Optimistic Event Driven Simulation
Imagine we have a simulation of a complex network. We’d like to use severl CPU cores for the simulation, in parallel, but our nodes are too close together to effectively partition. If we have a mechanism to rewind events, we can still run successive events in parallel and just rewind if an anachronism occurs.
We go ahead and optimistically process events from the queue as processors become available. Each node has its own state, and we keep a backlog of old states and events. If an event causes a new event to be scheduled before an event which has already been processed, we can use this information to rewind the node to before the new event and replay. The backlog of states and events can be trimmed as the oldest clock passes.
A maximum ‘window’ time can be tuned to get a good amount of parallelization without too my retrying. This matters more when the simulation events are “heavy”, which brings us to …
Mixed Mode Simulation
… another thing I spent some time looking at, “Mixed Mode Simulation”.
We were using User Mode Linux to work on HMIPv6 and Optimistic DAD … basically because it let us do network development without having to restart the whole machine, instead the linux kernel and its network stack all ran as a user-mode process. Or processes! You could run several kernels and have them talk to each other.
The problem with this was that it ran in real time. Simulating ten minutes of network traffic took … ten wall-clock minutes. During which time the computer was mostly idle. Unless you were trying to run a really big simulation in which case your simulated machines maybe couldn’t keep up.

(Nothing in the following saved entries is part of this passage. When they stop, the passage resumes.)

//! End-to-end tests for tenant isolation.
//!
//! Two organizations share every store; nothing from one may ever be
//! visible to, or mutable by, the other. Run with:
//! `cargo test --test e2e_tenancy`

#![cfg(feature = "mocks")]
#![allow(clippy::unwrap_used, clippy::expect_used)]

use chrono::{NaiveDate, Utc};

use chapterhouse::actions::{RemoveMemberAction, SendCommunicationAction, SendCommunicationInput};
use chapterhouse::gateway::{
    CommunicationLog, ComplianceTask, ComplianceTaskDraft, Document, DocumentDraft, Event,
    EventDraft, FinanceKind, FinanceTransaction, FinanceTransactionDraft, MockTenantStore,
    ResourceGateway,
};
use chapterhouse::{
    CoreError, CreateMember, CreateOrganization, Identity, MemberRepository, MockAuthProvider,
    MockEmailDispatcher, MockMemberRepository, MockOrganizationRepository, MockProfileRepository,
    Organization, OrganizationRepository, PermissionMatrix, ProfileRepository, TenantResolver,
    TenantScope, UpsertProfile,
};

struct Tenants {
    orgs: MockOrganizationRepository,
    members: MockMemberRepository,
    profiles: MockProfileRepository,
    alpha: Organization,
    beta: Organization,
}

async fn tenants() -> Tenants {
    let orgs = MockOrganizationRepository::new();
    let members = MockMemberRepository::new();
    let profiles = MockProfileRepository::new();

    let mut created = Vec::new();
    for name in ["Alpha Phi Omega - Beta Chapter", "Omega Consulting Club"] {
        created.push(
            orgs.create(CreateOrganization {
                name: name.to_owned(),
                chapter_label: None,
                brand_color: None,
                contact_email: Some("board@x.edu".to_owned()),
                default_dues: None,
            })
            .await
            .unwrap(),
        );
    }
    let beta = created.pop().unwrap();
    let alpha = created.pop().unwrap();

    Tenants {
        orgs,
        members,
        profiles,
        alpha,
        beta,
    }
}

async fn scope_for(t: &Tenants, identity_id: &str, org_id: i64) -> TenantScope {
    t.profiles
        .upsert(UpsertProfile {
            identity_id: identity_id.to_owned(),
            org_id,
            full_name: "Member".to_owned(),
            role: "president".to_owned(),
            setup_complete: true,
        })
        .await
        .unwrap();

    let resolver = TenantResolver::new(t.profiles.clone(), t.orgs.clone());
    resolver
        .resolve(&Identity::new(identity_id, "member@x.edu"))
        .await
        .unwrap()
}

#[tokio::test]
async fn test_roster_isolation() {
    let t = tenants().await;

    for (org_id, email) in [(t.alpha.id, "pres-a@x.edu"), (t.beta.id, "pres-b@x.edu")] {
        t.members
            .create(CreateMember {
                org_id,
                full_name: "President".to_owned(),
                email: email.to_owned(),
                phone: None,
                role: "president".to_owned(),
                matrix: PermissionMatrix::new(),
                major: None,
                gpa: None,
            })
            .await
            .unwrap();
    }

    let alpha_roster = t.members.list_by_org(t.alpha.id).await.unwrap();
    assert_eq!(alpha_roster.len(), 1);
    assert_eq!(alpha_roster[0].email, "pres-a@x.edu");

    // alpha's president cannot remove beta's
    let beta_pres = t
        .members
        .find_by_org_and_email(t.beta.id, "pres-b@x.edu")
        .await
        .unwrap()
        .unwrap();
    let scope = scope_for(&t, "uid-a", t.alpha.id).await;
    let result = RemoveMemberAction::new(t.members.clone(), t.profiles.clone())
        .execute(scope, "pres-a@x.edu", beta_pres.id)
        .await;
    assert_eq!(result.unwrap_err(), CoreError::MemberNotFound);
}

#[tokio::test]
async fn test_same_email_on_both_rosters_resolves_by_profile() {
    let t = tenants().await;

    for org_id in [t.alpha.id, t.beta.id] {
        t.members
            .create(CreateMember {
                org_id,
                full_name: "Shared".to_owned(),
                email: "shared@x.edu".to_owned(),
                phone: None,
                role: "member".to_owned(),
                matrix: PermissionMatrix::new(),
                major: None,
                gpa: None,
            })
            .await
            .unwrap();
    }

    // the profile pins the identity to beta, roster scan never happens
    let scope = scope_for(&t, "uid-shared", t.beta.id).await;
    assert_eq!(scope.org_id(), t.beta.id);
}

#[tokio::test]
async fn test_event_isolation_through_gateway() {
    let t = tenants().await;
    let store: MockTenantStore<Event> = MockTenantStore::new();

    let scope_a = scope_for(&t, "uid-a", t.alpha.id).await;
    let scope_b = scope_for(&t, "uid-b", t.beta.id).await;
    let gw_a = ResourceGateway::new(scope_a, store.clone());
    let gw_b = ResourceGateway::new(scope_b, store);

    let theirs = gw_b
        .create(EventDraft {
            title: "Beta retreat".to_owned(),
            description: None,
            location: None,
            starts_at: Utc::now(),
        })
        .await
        .unwrap();

    assert!(gw_a.list().await.unwrap().is_empty());
    assert!(gw_a.get(theirs.id).await.unwrap().is_none());
    assert_eq!(
        gw_a.remove(theirs.id).await.unwrap_err(),
        CoreError::RecordNotFound
    );
    assert!(gw_b.get(theirs.id).await.unwrap().is_some());
}

#[tokio::test]
async fn test_finance_and_compliance_and_document_isolation() {
    let t = tenants().await;
    let scope_a = scope_for(&t, "uid-a", t.alpha.id).await;
    let scope_b = scope_for(&t, "uid-b", t.beta.id).await;
    let due = NaiveDate::from_ymd_opt(2026, 9, 15).unwrap();

    let finances: MockTenantStore<FinanceTransaction> = MockTenantStore::new();
    let fin_b = ResourceGateway::new(scope_b, finances.clone());
    fin_b
        .create(FinanceTransactionDraft {
            kind: FinanceKind::Income,
            amount: 250.0,
            memo: "dues".to_owned(),
            occurred_on: due,
        })
        .await
        .unwrap();
    assert!(ResourceGateway::new(scope_a, finances)
        .list()
        .await
        .unwrap()
        .is_empty());

    let tasks: MockTenantStore<ComplianceTask> = MockTenantStore::new();
    let task_b = ResourceGateway::new(scope_b, tasks.clone());
    task_b
        .create(ComplianceTaskDraft {
            title: "File 990-N".to_owned(),
            due_on: due,
        })
        .await
        .unwrap();
    assert!(ResourceGateway::new(scope_a, tasks)
        .list()
        .await
        .unwrap()
        .is_empty());

    let docs: MockTenantStore<Document> = MockTenantStore::new();
    let docs_b = ResourceGateway::new(scope_b, docs.clone());
    docs_b
        .create(DocumentDraft {
            title: "Bylaws".to_owned(),
            category: None,
            url: "https://files.example/bylaws.pdf".to_owned(),
        })
        .await
        .unwrap();
    assert!(ResourceGateway::new(scope_a, docs)
        .list()
        .await
        .unwrap()
        .is_empty());
}

#[tokio::test]
async fn test_communication_history_isolation() {
    let t = tenants().await;
    let scope_a = scope_for(&t, "uid-a", t.alpha.id).await;
    let scope_b = scope_for(&t, "uid-b", t.beta.id).await;

    t.members
        .create(CreateMember {
            org_id: t.beta.id,
            full_name: "President".to_owned(),
            email: "pres-b@x.edu".to_owned(),
            phone: None,
            role: "president".to_owned(),
            matrix: PermissionMatrix::new(),
            major: None,
            gpa: None,
        })
        .await
        .unwrap();

    let history: MockTenantStore<CommunicationLog> = MockTenantStore::new();
    let action = SendCommunicationAction::new(
        MockEmailDispatcher::new(),
        t.members.clone(),
        ResourceGateway::new(scope_b, history.clone()),
    );
    action
        .execute(
            &t.beta,
            "pres-b@x.edu",
            SendCommunicationInput {
                recipients: vec!["a@x.edu".to_owned()],
                subject: "Hello".to_owned(),
                message: "First meeting Friday.".to_owned(),
            },
        )
        .await
        .unwrap();

    let alpha_history = ResourceGateway::new(scope_a, history);
    assert!(alpha_history.list().await.unwrap().is_empty());
}

#[tokio::test]
async fn test_scope_only_obtainable_through_resolver() {
    let t = tenants().await;
    let provider = MockAuthProvider::new();
    let identity = provider.register("uid-x", "x@x.edu", "pw");

    // no profile row: no scope, no default tenant
    let resolver = TenantResolver::new(t.profiles.clone(), t.orgs.clone());
    let result = resolver.resolve(&identity).await;
    assert_eq!(result.unwrap_err(), CoreError::TenantUnresolved);
}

Simulating the network between the machines was also very limited. On the other hand, network simulators generally implemented very simple nodes, rather than something as complicated as a web request over a TCP/IP stack.
So what I wanted to do was to run some UML instances to model real network devices, and connect them via a network simulation. The User Mode Linux clocks would be synced to the network simulator clock and the UML kernel timer “tick” would be an event in the simulator event queue.
This would require a few changes to the UML timing and the UML network stack.
Gone without a trace
The only trace I can find of any of this work is from 2002 in this thread about using SIGHUP to ctrl-alt-del the UML process.
I've been playing with virtual networks of UML hosts, and
one thing that's been annoying me is that it's difficult to shut
the network down cleanly. Here's a patch which catches a SIGHUP
to the tracing thread and calls the kernel ctrl_alt_del() procedure.
[…]
Hopefully something useful should come out of all this mucking around:
I'm setting up IPv6 virtual networks & trying to do simulation and
conformance testing using UML. There's probably a paper in it :-)